--- What to produce ---
Among the records below, how many lines contain the word "along"? The answer is a single number.

--- Records to use ---

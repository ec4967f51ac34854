//! Construction rules with documented defaults
//!
//! Rules are sampled once when a construct starts. The sampled extents are
//! advisory: they guide the caller's generation heuristics and are never
//! enforced by placement itself. The only hard limit is
//! `max_component_cells`, which guards against runaway box sizes.

use rand::Rng;
use rand_chacha::ChaCha8Rng;
use serde::{Deserialize, Serialize};

use super::error::{Result, ShipwrightError};
use super::types::Cell;

/// Per-axis extent ranges for a construct
#[derive(Debug, Clone, PartialEq, Serialize, Deserialize)]
pub struct ConstructionRules {
    // === EXTENTS (advisory) ===
    /// Half-width range along X (cells either side of the centerline)
    ///
    /// X is the primary mirror axis, so extents are measured from zero.
    pub min_x: i32,
    pub max_x: i32,

    /// Half-height range along Y
    pub min_y: i32,
    pub max_y: i32,

    /// Length range along Z (bow to stern)
    pub min_z: i32,
    pub max_z: i32,

    /// Slack allowed beyond the sampled extents before a cell counts as
    /// outside the construct
    ///
    /// Generators use this to let greebles and thruster bells poke past the
    /// hull silhouette without rejecting the whole layout.
    #[serde(default)]
    pub max_overage_tolerance: i32,

    // === HARD LIMITS ===
    /// Maximum cells a single component may cover
    ///
    /// The largest catalog parts are 5x5x5 (125 cells); 4096 leaves room for
    /// custom hull slabs while keeping one placement call bounded.
    #[serde(default = "default_max_component_cells")]
    pub max_component_cells: u64,
}

fn default_max_component_cells() -> u64 {
    4096
}

impl Default for ConstructionRules {
    fn default() -> Self {
        Self {
            // Small frigate silhouette
            min_x: 3,
            max_x: 8,
            min_y: 2,
            max_y: 6,
            min_z: 8,
            max_z: 20,

            max_overage_tolerance: 1,
            max_component_cells: default_max_component_cells(),
        }
    }
}

impl ConstructionRules {
    /// Create rules with default values
    pub fn new() -> Self {
        Self::default()
    }

    /// Validate rules for internal consistency
    ///
    /// Returns every problem found, not just the first.
    pub fn validate(&self) -> std::result::Result<(), Vec<String>> {
        let mut errors = Vec::new();

        for (axis, min, max) in [
            ("x", self.min_x, self.max_x),
            ("y", self.min_y, self.max_y),
            ("z", self.min_z, self.max_z),
        ] {
            if min < 0 {
                errors.push(format!("min_{} ({}) must not be negative", axis, min));
            }
            if min > max {
                errors.push(format!("min_{} ({}) exceeds max_{} ({})", axis, min, axis, max));
            }
        }

        if self.max_overage_tolerance < 0 {
            errors.push(format!(
                "max_overage_tolerance ({}) must not be negative",
                self.max_overage_tolerance
            ));
        }

        if self.max_component_cells == 0 {
            errors.push("max_component_cells must be at least 1".to_string());
        }

        if errors.is_empty() {
            Ok(())
        } else {
            Err(errors)
        }
    }
}

/// Extents sampled from [`ConstructionRules`] for one construct
#[derive(Debug, Clone, Copy, PartialEq, Eq, Serialize, Deserialize)]
pub struct ConstructExtents {
    pub width_x: i32,
    pub height_y: i32,
    pub length_z: i32,
    pub tolerance: i32,
}

impl ConstructExtents {
    /// Sample extents once, uniformly and inclusively within each axis range
    ///
    /// The generator is passed in explicitly so a seed reproduces the same
    /// construct.
    pub fn sample(rules: &ConstructionRules, rng: &mut ChaCha8Rng) -> Result<Self> {
        rules.validate().map_err(ShipwrightError::InvalidRules)?;

        Ok(Self {
            width_x: rng.gen_range(rules.min_x..=rules.max_x),
            height_y: rng.gen_range(rules.min_y..=rules.max_y),
            length_z: rng.gen_range(rules.min_z..=rules.max_z),
            tolerance: rules.max_overage_tolerance,
        })
    }

    /// Returns true if the cell lies within the extents plus tolerance
    pub fn contains(&self, cell: Cell) -> bool {
        let within = |v: i32, extent: i32| {
            i64::from(v.unsigned_abs()) <= i64::from(extent) + i64::from(self.tolerance)
        };
        within(cell.x, self.width_x) && within(cell.y, self.height_y) && within(cell.z, self.length_z)
    }
}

--- Exercise answer ---
3